> [What is expected] Go to the line holding "pub struct Subscription" in the entries below and write out exactly every line down to and including the line holding "pub fn publish(&self, event: Event)".

(Collected data)
# # # # #
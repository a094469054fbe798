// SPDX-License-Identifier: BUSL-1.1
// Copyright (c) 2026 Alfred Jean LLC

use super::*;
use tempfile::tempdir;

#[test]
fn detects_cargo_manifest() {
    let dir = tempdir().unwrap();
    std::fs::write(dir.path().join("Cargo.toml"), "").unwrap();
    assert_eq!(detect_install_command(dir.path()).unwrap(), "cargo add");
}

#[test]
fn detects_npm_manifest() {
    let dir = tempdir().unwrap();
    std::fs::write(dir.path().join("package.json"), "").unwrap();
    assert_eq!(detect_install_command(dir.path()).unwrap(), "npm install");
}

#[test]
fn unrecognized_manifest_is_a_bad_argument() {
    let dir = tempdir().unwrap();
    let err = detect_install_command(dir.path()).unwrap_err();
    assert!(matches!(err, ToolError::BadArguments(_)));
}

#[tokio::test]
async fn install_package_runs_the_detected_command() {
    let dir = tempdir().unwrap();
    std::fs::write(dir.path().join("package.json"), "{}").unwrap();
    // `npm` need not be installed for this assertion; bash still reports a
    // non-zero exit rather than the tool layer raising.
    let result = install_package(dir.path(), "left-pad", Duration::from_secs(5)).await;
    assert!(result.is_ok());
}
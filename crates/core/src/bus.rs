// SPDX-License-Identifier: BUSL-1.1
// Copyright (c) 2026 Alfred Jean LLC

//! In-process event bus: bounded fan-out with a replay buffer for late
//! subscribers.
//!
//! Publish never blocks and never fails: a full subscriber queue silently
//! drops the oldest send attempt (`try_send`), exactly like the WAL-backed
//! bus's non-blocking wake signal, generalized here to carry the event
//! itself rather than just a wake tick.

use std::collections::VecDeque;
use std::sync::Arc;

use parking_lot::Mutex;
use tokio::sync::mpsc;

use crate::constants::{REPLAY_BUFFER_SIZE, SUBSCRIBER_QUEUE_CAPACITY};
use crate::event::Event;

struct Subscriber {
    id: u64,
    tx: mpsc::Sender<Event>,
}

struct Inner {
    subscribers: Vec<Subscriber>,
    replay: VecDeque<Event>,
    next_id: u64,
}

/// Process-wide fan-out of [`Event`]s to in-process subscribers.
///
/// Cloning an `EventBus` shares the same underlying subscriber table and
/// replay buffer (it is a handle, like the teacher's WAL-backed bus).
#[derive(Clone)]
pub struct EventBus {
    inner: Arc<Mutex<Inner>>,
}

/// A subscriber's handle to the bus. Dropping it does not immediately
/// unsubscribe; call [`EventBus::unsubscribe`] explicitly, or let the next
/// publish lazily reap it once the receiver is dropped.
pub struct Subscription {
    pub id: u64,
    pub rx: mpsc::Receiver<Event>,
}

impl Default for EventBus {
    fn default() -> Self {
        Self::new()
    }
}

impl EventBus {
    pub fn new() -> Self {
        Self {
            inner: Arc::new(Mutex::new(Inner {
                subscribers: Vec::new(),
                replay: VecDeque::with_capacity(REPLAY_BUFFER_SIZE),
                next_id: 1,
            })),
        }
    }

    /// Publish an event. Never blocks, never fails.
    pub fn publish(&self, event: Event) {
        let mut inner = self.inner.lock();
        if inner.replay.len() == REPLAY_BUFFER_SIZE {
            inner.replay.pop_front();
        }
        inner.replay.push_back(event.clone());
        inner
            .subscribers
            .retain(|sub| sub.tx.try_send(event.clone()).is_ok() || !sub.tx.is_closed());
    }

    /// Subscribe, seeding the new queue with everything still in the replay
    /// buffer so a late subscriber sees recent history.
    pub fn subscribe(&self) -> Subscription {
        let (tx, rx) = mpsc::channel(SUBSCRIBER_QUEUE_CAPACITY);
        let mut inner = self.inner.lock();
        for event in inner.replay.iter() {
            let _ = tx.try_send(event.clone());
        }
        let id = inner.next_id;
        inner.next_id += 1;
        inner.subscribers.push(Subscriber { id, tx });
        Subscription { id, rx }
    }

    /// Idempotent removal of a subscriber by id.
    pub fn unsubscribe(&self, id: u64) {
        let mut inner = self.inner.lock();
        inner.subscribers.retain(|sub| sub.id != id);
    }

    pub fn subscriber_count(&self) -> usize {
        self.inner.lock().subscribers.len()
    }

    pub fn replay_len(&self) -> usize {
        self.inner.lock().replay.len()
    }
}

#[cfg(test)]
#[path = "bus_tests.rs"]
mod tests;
# # # # #
> [Answer box]
pub struct Subscription {
    pub id: u64,
    pub rx: mpsc::Receiver<Event>,
}

impl Default for EventBus {
    fn default() -> Self {
        Self::new()
    }
}

impl EventBus {
    pub fn new() -> Self {
        Self {
            inner: Arc::new(Mutex::new(Inner {
                subscribers: Vec::new(),
                replay: VecDeque::with_capacity(REPLAY_BUFFER_SIZE),
                next_id: 1,
            })),
        }
    }

    /// Publish an event. Never blocks, never fails.
    pub fn publish(&self, event: Event) {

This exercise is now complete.